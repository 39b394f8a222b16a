// ===== crossforge/src/optimizer/mod.rs =====
pub mod beam;
pub mod canonical;
pub mod completion;
pub mod runner;
pub mod worker;

pub use self::beam::{BeamParams, BeamPhase, BeamSearch};
pub use self::runner::{
    AttemptProgress, OptimizationOptions, Optimizer, ProgressCallback, RunSummary, Silent,
};

use crate::grid::{CharTable, Grid, Placement};
use crate::scorer::{Candidate, LayoutMetrics, Scorer};
use fnv::FnvHashSet;
use serde::{Deserialize, Serialize};
use std::collections::BTreeSet;

/// One branch of the search: what is on the grid and what is still waiting.
#[derive(Debug, Clone)]
pub struct PartialLayout {
    pub grid: Grid,
    pub placements: Vec<Placement>,
    pub remaining: Vec<String>,
    pub score: f32,
}

impl PartialLayout {
    /// A fresh layout holding only `placement`.
    pub fn seeded(placement: Placement, remaining: Vec<String>) -> Self {
        let mut grid = Grid::new();
        grid.apply(&placement);
        Self {
            grid,
            placements: vec![placement],
            remaining,
            score: 0.0,
        }
    }

    /// Lays `remaining[word_idx]` at `candidate` and rescores.
    pub fn place(&mut self, word_idx: usize, candidate: &Candidate, scorer: &Scorer) {
        let word = self.remaining.remove(word_idx);
        let placement = candidate.placement(&word);
        self.grid.apply(&placement);
        self.placements.push(placement);
        self.score = scorer.beam_score(&self.grid, &self.placements);
    }

    /// Copy-on-branch variant of [`PartialLayout::place`].
    pub fn with_placement(&self, word_idx: usize, candidate: &Candidate, scorer: &Scorer) -> Self {
        let mut next = self.clone();
        next.place(word_idx, candidate, scorer);
        next
    }

    pub fn grid_letters(&self) -> FnvHashSet<char> {
        self.grid.iter().map(|(_, ch)| ch).collect()
    }

    /// The unplaced words other than `remaining[skip]`.
    pub fn others(&self, skip: usize) -> impl Iterator<Item = &str> + '_ {
        self.remaining
            .iter()
            .enumerate()
            .filter(move |(j, _)| *j != skip)
            .map(|(_, w)| w.as_str())
    }

    /// Identity of the placed set, independent of placement order.
    pub fn key(&self) -> String {
        let mut parts: Vec<String> = self
            .placements
            .iter()
            .map(|p| format!("{}:{},{}", p.word, p.origin.x, p.origin.y))
            .collect();
        parts.sort();
        parts.join("|")
    }
}

/// Letters of `word` (with repeats) already present on the grid.
pub fn shared_letters(letters: &FnvHashSet<char>, word: &str) -> usize {
    word.chars().filter(|c| letters.contains(c)).count()
}

/// Result of one attempt, normalized so the table starts at (0, 0).
#[derive(Debug, Clone, PartialEq, Serialize, Deserialize)]
pub struct FinishedLayout {
    pub id: usize,
    pub table: CharTable,
    pub placements: Vec<Placement>,
    pub leftover: Vec<String>,
    pub metrics: LayoutMetrics,
}

impl FinishedLayout {
    pub fn from_partial(id: usize, state: PartialLayout, total_words: usize, scorer: &Scorer) -> Self {
        Self::from_placements(id, &state.placements, state.remaining, total_words, scorer)
    }

    pub fn from_placements(
        id: usize,
        placements: &[Placement],
        leftover: Vec<String>,
        total_words: usize,
        scorer: &Scorer,
    ) -> Self {
        let grid = Grid::from_placements(placements);
        let b = grid.bounds();
        let placements: Vec<Placement> = placements
            .iter()
            .map(|p| p.shifted(-b.min_x, -b.min_y))
            .collect();
        let grid = Grid::from_placements(&placements);
        let table = CharTable::from_grid(&grid, &grid.bounds());
        let metrics = scorer.score_finished(&grid, &placements, &table, total_words);

        Self {
            id,
            table,
            placements,
            leftover,
            metrics,
        }
    }

    pub fn grid(&self) -> Grid {
        Grid::from_placements(&self.placements)
    }

    pub fn signature(&self) -> BTreeSet<String> {
        canonical::signature(&self.table)
    }

    /// Same layout mirrored across the main diagonal.
    pub fn transposed(&self, scorer: &Scorer) -> Self {
        let flipped: Vec<Placement> = self.placements.iter().map(Placement::transposed).collect();
        Self::from_placements(
            self.id,
            &flipped,
            self.leftover.clone(),
            self.metrics.total_words,
            scorer,
        )
    }
}
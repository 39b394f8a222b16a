use super::{Coord, Placement};
use fnv::{FnvHashMap, FnvHashSet};
use std::collections::VecDeque;
use std::hash::Hash;

/// Breadth-first reachability from `seeds`.
///
/// `neighbors` yields the nodes adjacent to a node that the walk may enter;
/// filtering (bounds, passability) is its job. Returns every visited node,
/// seeds included.
pub fn flood<N, I, F>(seeds: impl IntoIterator<Item = N>, mut neighbors: F) -> FnvHashSet<N>
where
    N: Copy + Eq + Hash,
    I: IntoIterator<Item = N>,
    F: FnMut(N) -> I,
{
    let mut visited = FnvHashSet::default();
    let mut queue = VecDeque::new();

    for s in seeds {
        if visited.insert(s) {
            queue.push_back(s);
        }
    }

    while let Some(node) = queue.pop_front() {
        for next in neighbors(node) {
            if visited.insert(next) {
                queue.push_back(next);
            }
        }
    }

    visited
}

/// The placements still linked to the first one through shared cells,
/// in their original order.
pub fn connected_words(placements: &[Placement]) -> Vec<Placement> {
    if placements.is_empty() {
        return Vec::new();
    }

    let mut owners: FnvHashMap<Coord, Vec<usize>> = FnvHashMap::default();
    for (idx, p) in placements.iter().enumerate() {
        for (c, _) in p.cells() {
            owners.entry(c).or_default().push(idx);
        }
    }

    let mut adjacency: Vec<FnvHashSet<usize>> = vec![FnvHashSet::default(); placements.len()];
    for idxs in owners.values().filter(|v| v.len() > 1) {
        for &a in idxs {
            for &b in idxs {
                if a != b {
                    adjacency[a].insert(b);
                }
            }
        }
    }

    let reached = flood([0usize], |i| adjacency[i].iter().copied().collect::<Vec<_>>());

    placements
        .iter()
        .enumerate()
        .filter(|(i, _)| reached.contains(i))
        .map(|(_, p)| p.clone())
        .collect()
}
pub mod api;
pub mod config;
pub mod error;
pub mod grid;
pub mod optimizer;
pub mod rng;
pub mod scorer;
pub mod solution;
pub mod words;
// cmd and reports are modules of the binary crate (main.rs).
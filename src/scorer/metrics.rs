use crate::grid::{CharTable, Coord, Grid, Placement};
use fnv::{FnvHashMap, FnvHashSet};

/// How often each placement crosses another one.
#[derive(Debug, Clone, Default, PartialEq, Eq)]
pub struct CrossingStats {
    /// Cells of each placement shared with some other placement, by index.
    pub per_word: Vec<usize>,
    /// Grid cells covered by two placements.
    pub total: usize,
}

impl CrossingStats {
    pub fn from_placements(placements: &[Placement]) -> Self {
        let mut coverage: FnvHashMap<Coord, u32> = FnvHashMap::default();
        for p in placements {
            for (c, _) in p.cells() {
                *coverage.entry(c).or_insert(0) += 1;
            }
        }

        let per_word = placements
            .iter()
            .map(|p| {
                p.cells()
                    .filter(|(c, _)| coverage.get(c).is_some_and(|&n| n > 1))
                    .count()
            })
            .collect();
        let total = coverage.values().filter(|&&n| n > 1).count();

        Self { per_word, total }
    }

    /// Mean crossings per placed word; 0 with nothing placed.
    pub fn average(&self) -> f32 {
        if self.per_word.is_empty() {
            return 0.0;
        }
        self.per_word.iter().sum::<usize>() as f32 / self.per_word.len() as f32
    }
}

/// Ideal perimeter for the occupied cell count over the bounding-box perimeter,
/// capped at 1. A layout of fewer than two words counts as perfectly compact.
pub fn compactness(grid: &Grid, placed_words: usize) -> f32 {
    if placed_words < 2 || grid.len() < 2 {
        return 1.0;
    }
    let b = grid.bounds();
    let perimeter = 2.0 * (b.width() + b.height()) as f32;
    let ideal = 4.0 * (grid.len() as f32).sqrt();
    (ideal / perimeter).min(1.0)
}

/// Occupied share of the bounding box, in percent.
pub fn density_pct(grid: &Grid) -> f32 {
    grid.len() as f32 / grid.bounds().area() as f32 * 100.0
}

/// Occupied cells, enclosed holes included, outside every fully occupied 2×2
/// block.
pub fn count_outliers(table: &CharTable) -> usize {
    let (w, h) = (table.width(), table.height());
    if w * h <= 1 {
        return 0;
    }

    let enclosed = table.enclosed_cells();
    let solid = |x: usize, y: usize| table.is_letter(x, y) || enclosed.contains(&(x, y));

    let mut core: FnvHashSet<(usize, usize)> = FnvHashSet::default();
    for y in 0..h.saturating_sub(1) {
        for x in 0..w.saturating_sub(1) {
            if solid(x, y) && solid(x + 1, y) && solid(x, y + 1) && solid(x + 1, y + 1) {
                core.extend([(x, y), (x + 1, y), (x, y + 1), (x + 1, y + 1)]);
            }
        }
    }

    (0..h)
        .flat_map(|y| (0..w).map(move |x| (x, y)))
        .filter(|&(x, y)| solid(x, y) && !core.contains(&(x, y)))
        .count()
}
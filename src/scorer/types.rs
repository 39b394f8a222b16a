use crate::grid::{Coord, Orientation, Placement};
use serde::{Deserialize, Serialize};

/// One scored way to lay a word onto the current grid.
#[derive(Debug, Clone, Copy, PartialEq)]
pub struct Candidate {
    pub origin: Coord,
    pub orientation: Orientation,
    pub score: f32,
    pub intersections: usize,
}

impl Candidate {
    pub fn placement(&self, word: &str) -> Placement {
        Placement::new(word, self.origin, self.orientation)
    }
}

#[derive(Debug, Default, Clone, Copy, PartialEq, Serialize, Deserialize)]
pub struct LayoutMetrics {
    // Top-line Scores
    pub score: f32,
    pub beam_score: f32,

    // Shape
    pub density_pct: f32,
    pub compactness: f32,
    pub width: usize,
    pub height: usize,
    pub enclosed_cells: usize,
    pub outliers: usize,

    // Crossings
    pub intersections: usize,
    pub avg_intersections: f32,

    // Coverage
    pub placed_words: usize,
    pub total_words: usize,
}

impl LayoutMetrics {
    pub fn leftover_words(&self) -> usize {
        self.total_words.saturating_sub(self.placed_words)
    }
}
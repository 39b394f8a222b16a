pub mod generate;
pub mod inspect;
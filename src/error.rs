use thiserror::Error;

#[derive(Error, Debug)]
pub enum CrossForgeError {
    #[error("IO Error: {0}")]
    Io(#[from] std::io::Error),

    #[error("JSON Parsing Error: {0}")]
    Json(#[from] serde_json::Error),

    #[error("Configuration Error: {0}")]
    Config(String),

    #[error("Word list is empty")]
    EmptyWordList,

    #[error("Invalid word '{0}': words need at least 2 letters and only alphabetic characters")]
    InvalidWord(String),

    #[error("Word '{0}' appears more than once in the input")]
    DuplicateWord(String),

    #[error("Search worker stopped unexpectedly")]
    WorkerPanicked,
}

pub type CfResult<T> = Result<T, CrossForgeError>;
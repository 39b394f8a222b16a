use crate::reports;
use clap::Args;
use crossforge::api;
use crossforge::config::ScoringWeights;
use crossforge::error::{CfResult, CrossForgeError};
use crossforge::optimizer::{FinishedLayout, RunSummary};
use crossforge::scorer::Scorer;
use std::fs;
use tracing::{info, warn};

#[derive(Args, Debug, Clone)]
pub struct InspectArgs {
    #[command(flatten)]
    pub weights: ScoringWeights,

    /// JSON written by `generate --output`
    #[arg(short = 'l', long)]
    pub layout: String,

    /// 1-based position in the ranking
    #[arg(short = 'r', long, default_value_t = 1)]
    pub rank: usize,

    /// Words to hide, comma separated
    #[arg(long, value_delimiter = ',')]
    pub hide: Vec<String>,

    /// Show the layout mirrored across its diagonal
    #[arg(long, default_value_t = false)]
    pub transpose: bool,
}

pub fn run(args: InspectArgs) -> CfResult<()> {
    info!("📂 Loading Layouts: {}", args.layout);
    let summary: RunSummary = serde_json::from_str(&fs::read_to_string(&args.layout)?)?;
    let ranked = summary.ranked();

    let Some(chosen) = args.rank.checked_sub(1).and_then(|i| ranked.get(i)) else {
        return Err(CrossForgeError::Config(format!(
            "rank {} is out of range (1..={})",
            args.rank,
            ranked.len()
        )));
    };

    // Metrics follow the current weights, not the ones stored with the run
    let scorer = Scorer::new(args.weights.clone());
    let mut layout = FinishedLayout::from_placements(
        chosen.id,
        &chosen.placements,
        chosen.leftover.clone(),
        chosen.metrics.total_words,
        &scorer,
    );
    if args.transpose {
        layout = layout.transposed(&scorer);
    }

    reports::print_layout_grid(&format!("Rank {} (attempt #{})", args.rank, layout.id), &layout.table);
    reports::print_metrics(&layout.metrics, &layout.leftover);

    if !args.hide.is_empty() {
        let view = api::hide_words(&layout, &args.hide);
        if !view.disconnected.is_empty() {
            warn!("⚠️  Hiding also cuts off: {}", view.disconnected.join(", "));
        }
        match &view.table {
            Some(table) => reports::print_layout_grid("Visible words", table),
            None => warn!("⚠️  Nothing left to show"),
        }
    }

    println!("Score: {:.4}", layout.metrics.score);
    Ok(())
}
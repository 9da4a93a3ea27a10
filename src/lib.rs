pub mod api;
pub mod auth;
pub mod commands;
pub mod data;
pub mod engine;
pub mod errors;
pub mod models;
pub mod utils;

use rusqlite::Connection;
use tokio::sync::Mutex;
use tracing::info;
use tracing_subscriber::EnvFilter;

use crate::errors::AppError;
use crate::models::config::AppConfig;

/// Shared application state: the store handle plus configuration.
///
/// Opened once at startup and handed to every component that touches the
/// database. `close` consumes the state, so it can only run after every
/// borrower (scheduler, request handlers) is gone.
pub struct AppState {
    pub db: Mutex<Connection>,
    pub config: AppConfig,
}

impl AppState {
    /// Open the database named by `config.db_path`.
    pub fn open(config: AppConfig) -> Result<Self, AppError> {
        let conn = data::storage::initialize_database(&config.db_path)?;
        Ok(Self::with_connection(config, conn))
    }

    pub fn with_connection(config: AppConfig, conn: Connection) -> Self {
        AppState {
            db: Mutex::new(conn),
            config,
        }
    }

    pub fn close(self) -> Result<(), AppError> {
        self.db
            .into_inner()
            .close()
            .map_err(|(_, e)| AppError::from(e))?;
        info!("Database connection closed");
        Ok(())
    }
}

/// Install the global `tracing` subscriber; `RUST_LOG` overrides `info`.
pub fn init_tracing() {
    tracing_subscriber::fmt()
        .with_env_filter(
            EnvFilter::try_from_default_env().unwrap_or_else(|_| EnvFilter::new("info")),
        )
        .init();
}
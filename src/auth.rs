use std::sync::Arc;

use axum::extract::{Request, State};
use axum::middleware::Next;
use axum::response::Response;
use hmac::{Hmac, Mac};
use sha2::Sha256;
use tracing::{debug, info};

use crate::data::storage;
use crate::errors::AppError;
use crate::AppState;

type HmacSha256 = Hmac<Sha256>;

pub const MSG_AUTH_HEADER_MISSING: &str = "Authorization header missing";
pub const MSG_KEY_NOT_AUTHORIZED: &str = "The API key used in the request is not authorized.";

/// Lowercase hex HMAC-SHA256 of an API key under the server secret.
pub fn hash_api_key(secret: &str, api_key: &str) -> Result<String, AppError> {
    let mut mac = HmacSha256::new_from_slice(secret.as_bytes())
        .map_err(|e| AppError::Internal(format!("HMAC key rejected: {}", e)))?;
    mac.update(api_key.as_bytes());
    Ok(format!("{:x}", mac.finalize().into_bytes()))
}

/// A fresh random API key. Only its hash is ever stored.
pub fn generate_api_key() -> String {
    uuid::Uuid::new_v4().to_string()
}

/// Extract the token from `Authorization: Bearer <token>`.
fn bearer_token(header: &str) -> Option<&str> {
    header
        .strip_prefix("Bearer ")
        .map(str::trim)
        .filter(|t| !t.is_empty())
}

/// Axum middleware: the bearer token's hash must be in the key registry.
pub async fn require_api_key(
    State(state): State<Arc<AppState>>,
    request: Request,
    next: Next,
) -> Result<Response, AppError> {
    let token = request
        .headers()
        .get("authorization")
        .and_then(|v| v.to_str().ok())
        .and_then(bearer_token)
        .ok_or_else(|| AppError::Unauthorized(MSG_AUTH_HEADER_MISSING.to_string()))?;

    let hashed = hash_api_key(state.config.require_hash_key()?, token)?;
    let known = {
        let db = state.db.lock().await;
        storage::api_key_exists(&db, &hashed)?
    };

    if !known {
        info!("Hashed API key not found in DB - call not authorized");
        return Err(AppError::Unauthorized(MSG_KEY_NOT_AUTHORIZED.to_string()));
    }

    debug!("Hashed API key found in DB: {} - call authorized", hashed);
    Ok(next.run(request).await)
}
use std::sync::Arc;

use async_trait::async_trait;
use chrono::NaiveDate;
use tracing::{debug, info};

use crate::errors::AppError;
use crate::models::day::HourRow;
use crate::utils::dates::date_to_source_locator;

use super::table::parse_report_table;

/// Anything that can hand back the raw HTML behind a URL.
#[async_trait]
pub trait PageSource: Send + Sync {
    async fn fetch(&self, url: &str) -> Result<String, AppError>;
}

#[async_trait]
impl<P: PageSource + ?Sized> PageSource for Arc<P> {
    async fn fetch(&self, url: &str) -> Result<String, AppError> {
        (**self).fetch(url).await
    }
}

/// Plain HTTP GET via `reqwest`; non-2xx responses are transport errors.
pub struct HttpPageSource {
    client: reqwest::Client,
}

impl HttpPageSource {
    pub fn new() -> Result<Self, AppError> {
        let client = reqwest::Client::builder()
            .user_agent(concat!("ote-scraper/", env!("CARGO_PKG_VERSION")))
            .build()?;
        Ok(Self { client })
    }
}

#[async_trait]
impl PageSource for HttpPageSource {
    async fn fetch(&self, url: &str) -> Result<String, AppError> {
        debug!("GET {}", url);
        let resp = self.client.get(url).send().await?;
        let status = resp.status();
        if !status.is_success() {
            return Err(AppError::Transport(format!("{} returned status {}", url, status)));
        }
        Ok(resp.text().await?)
    }
}

/// One extraction attempt for a calendar date.
#[async_trait]
pub trait MarketSource: Send + Sync {
    async fn hour_rows(&self, date: NaiveDate) -> Result<Vec<HourRow>, AppError>;
}

/// Fetches the OTE page for a date and runs it through the table adapter.
pub struct OteMarketSource<P> {
    base_url: String,
    pages: P,
}

impl<P: PageSource> OteMarketSource<P> {
    pub fn new(base_url: impl Into<String>, pages: P) -> Self {
        Self {
            base_url: base_url.into(),
            pages,
        }
    }
}

#[async_trait]
impl<P: PageSource> MarketSource for OteMarketSource<P> {
    async fn hour_rows(&self, date: NaiveDate) -> Result<Vec<HourRow>, AppError> {
        let url = date_to_source_locator(&self.base_url, &date);
        info!("Scrape URL: {}", url);
        let html = self.pages.fetch(&url).await?;
        parse_report_table(&html)
    }
}
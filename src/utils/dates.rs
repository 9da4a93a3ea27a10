use chrono::{Datelike, Local, NaiveDate, NaiveDateTime, NaiveTime};

use crate::errors::AppError;

/// Hour of day every "current" date is pinned to.
///
/// Midnight local time shifts into the previous UTC day after a CET/CEST
/// switch; 13:00 stays on the same calendar day in both offsets.
pub const ANCHOR_HOUR: u32 = 13;

/// Format a date as `YYYY-MM-DD`, the storage key and the `date=` query value.
pub fn date_to_key_string<D: Datelike>(date: &D) -> String {
    format!("{:04}-{:02}-{:02}", date.year(), date.month(), date.day())
}

/// Parse a `YYYY-MM-DD` key back into a calendar date.
pub fn parse_key_string(s: &str) -> Result<NaiveDate, AppError> {
    NaiveDate::parse_from_str(s.trim(), "%Y-%m-%d")
        .map_err(|e| AppError::InvalidDate(format!("'{}': {}", s, e)))
}

/// URL of the page publishing market data for `date`.
pub fn date_to_source_locator<D: Datelike>(base_url: &str, date: &D) -> String {
    format!("{}?date={}", base_url, date_to_key_string(date))
}

/// Absolute difference between two dates in whole days.
pub fn day_difference(a: NaiveDate, b: NaiveDate) -> i64 {
    (a - b).num_days().abs()
}

/// `date` at the anchor hour.
pub fn at_anchor_hour(date: NaiveDate) -> NaiveDateTime {
    date.and_time(anchor_time())
}

/// Today (local calendar) at the anchor hour.
pub fn today_at_anchor_hour() -> NaiveDateTime {
    at_anchor_hour(Local::now().date_naive())
}

/// Tomorrow (local calendar) at the anchor hour.
pub fn tomorrow_at_anchor_hour() -> NaiveDateTime {
    tomorrow_at_anchor_hour_from(Local::now().naive_local())
}

pub fn tomorrow_at_anchor_hour_from(now: NaiveDateTime) -> NaiveDateTime {
    let today = now.date();
    let tomorrow = today.succ_opt().unwrap_or(today);
    at_anchor_hour(tomorrow)
}

fn anchor_time() -> NaiveTime {
    NaiveTime::from_hms_opt(ANCHOR_HOUR, 0, 0).unwrap_or(NaiveTime::MIN)
}
pub mod pipeline;
pub mod retry;
pub mod scheduler;
pub mod source;
pub mod table;
//! CLI entry point for the OTE market scraper.
//!
//! Subcommands:
//!   - `serve`: read API plus the daily scrape scheduler
//!   - `scrape`: scrape and store a single date
//!   - `backfill`: scrape a run of consecutive dates
//!   - `keygen`: issue a new API key

use anyhow::Context;
use chrono::NaiveDate;
use clap::{Parser, Subcommand};
use tracing::info;

use ote_scraper::commands;
use ote_scraper::models::config::AppConfig;
use ote_scraper::utils::dates::{parse_key_string, today_at_anchor_hour, tomorrow_at_anchor_hour};

#[derive(Parser)]
#[command(
    name = "ote-scraper",
    version,
    about = "Scrapes the OTE daily electricity market and serves the stored history",
    propagate_version = true
)]
struct Cli {
    #[command(subcommand)]
    command: Commands,
}

#[derive(Subcommand)]
enum Commands {
    /// Run the read API and the daily scheduler
    Serve,
    /// Scrape one date (today by default)
    Scrape {
        /// Date to scrape, YYYY-MM-DD
        #[arg(long, value_parser = parse_date, conflicts_with = "tomorrow")]
        date: Option<NaiveDate>,
        /// Scrape tomorrow's date
        #[arg(long)]
        tomorrow: bool,
    },
    /// Scrape consecutive dates, continuing past failures
    Backfill {
        /// First date, YYYY-MM-DD
        #[arg(long, value_parser = parse_date)]
        start: NaiveDate,
        /// Number of days
        #[arg(long, default_value_t = 1)]
        days: u32,
    },
    /// Generate an API key and store its hash
    Keygen,
}

fn parse_date(s: &str) -> Result<NaiveDate, String> {
    parse_key_string(s).map_err(|e| e.to_string())
}

#[tokio::main]
async fn main() -> anyhow::Result<()> {
    ote_scraper::init_tracing();

    let cli = Cli::parse();
    let config = AppConfig::from_env();

    match cli.command {
        Commands::Serve => commands::serve(config).await.context("server failed")?,
        Commands::Scrape { date, tomorrow } => {
            let date = match date {
                Some(d) => d,
                None if tomorrow => tomorrow_at_anchor_hour().date(),
                None => today_at_anchor_hour().date(),
            };
            let record = commands::scrape(config, date)
                .await
                .with_context(|| format!("scraping {} failed", date))?;
            info!("Stored {} hours for {}", record.hours.len(), record.date);
        }
        Commands::Backfill { start, days } => {
            let report = commands::backfill(config, start, days).await?;
            for (date, err) in &report.failed {
                eprintln!("[failed] {}: {}", date, err);
            }
            info!("Job done: {} stored, {} failed", report.stored.len(), report.failed.len());
        }
        Commands::Keygen => {
            let key = commands::issue_api_key(config).await?;
            println!("A new API key for the OAM module: {}", key);
        }
    }

    Ok(())
}
use chrono::NaiveDate;
use serde::Serialize;

use crate::utils::dates::{date_to_key_string, day_difference};

/// How much of the calendar between the first and last stored day is covered.
#[derive(Debug, Clone, PartialEq, Serialize)]
#[serde(rename_all = "camelCase")]
pub struct Coverage {
    pub start_date: String,
    pub end_date: String,
    /// Days from first to last stored date, both ends included.
    pub duration: i64,
    /// Number of stored records.
    pub coverage: i64,
    pub gap: i64,
}

impl Coverage {
    pub fn new(first: NaiveDate, last: NaiveDate, stored: i64) -> Self {
        let duration = day_difference(first, last) + 1;
        Coverage {
            start_date: date_to_key_string(&first),
            end_date: date_to_key_string(&last),
            duration,
            coverage: stored,
            gap: duration - stored,
        }
    }
}
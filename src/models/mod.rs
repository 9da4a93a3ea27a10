pub mod config;
pub mod coverage;
pub mod day;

→ **Description of the task**:
The required answer is the exact run of lines above starting at the line with "behind a URL." and ending at the line with "impl<P: PageSource +", with both ends present.

→ **Task answer**:
/// Anything that can hand back the raw HTML behind a URL.
#[async_trait]
pub trait PageSource: Send + Sync {
    async fn fetch(&self, url: &str) -> Result<String, AppError>;
}

#[async_trait]
impl<P: PageSource + ?Sized> PageSource for Arc<P> {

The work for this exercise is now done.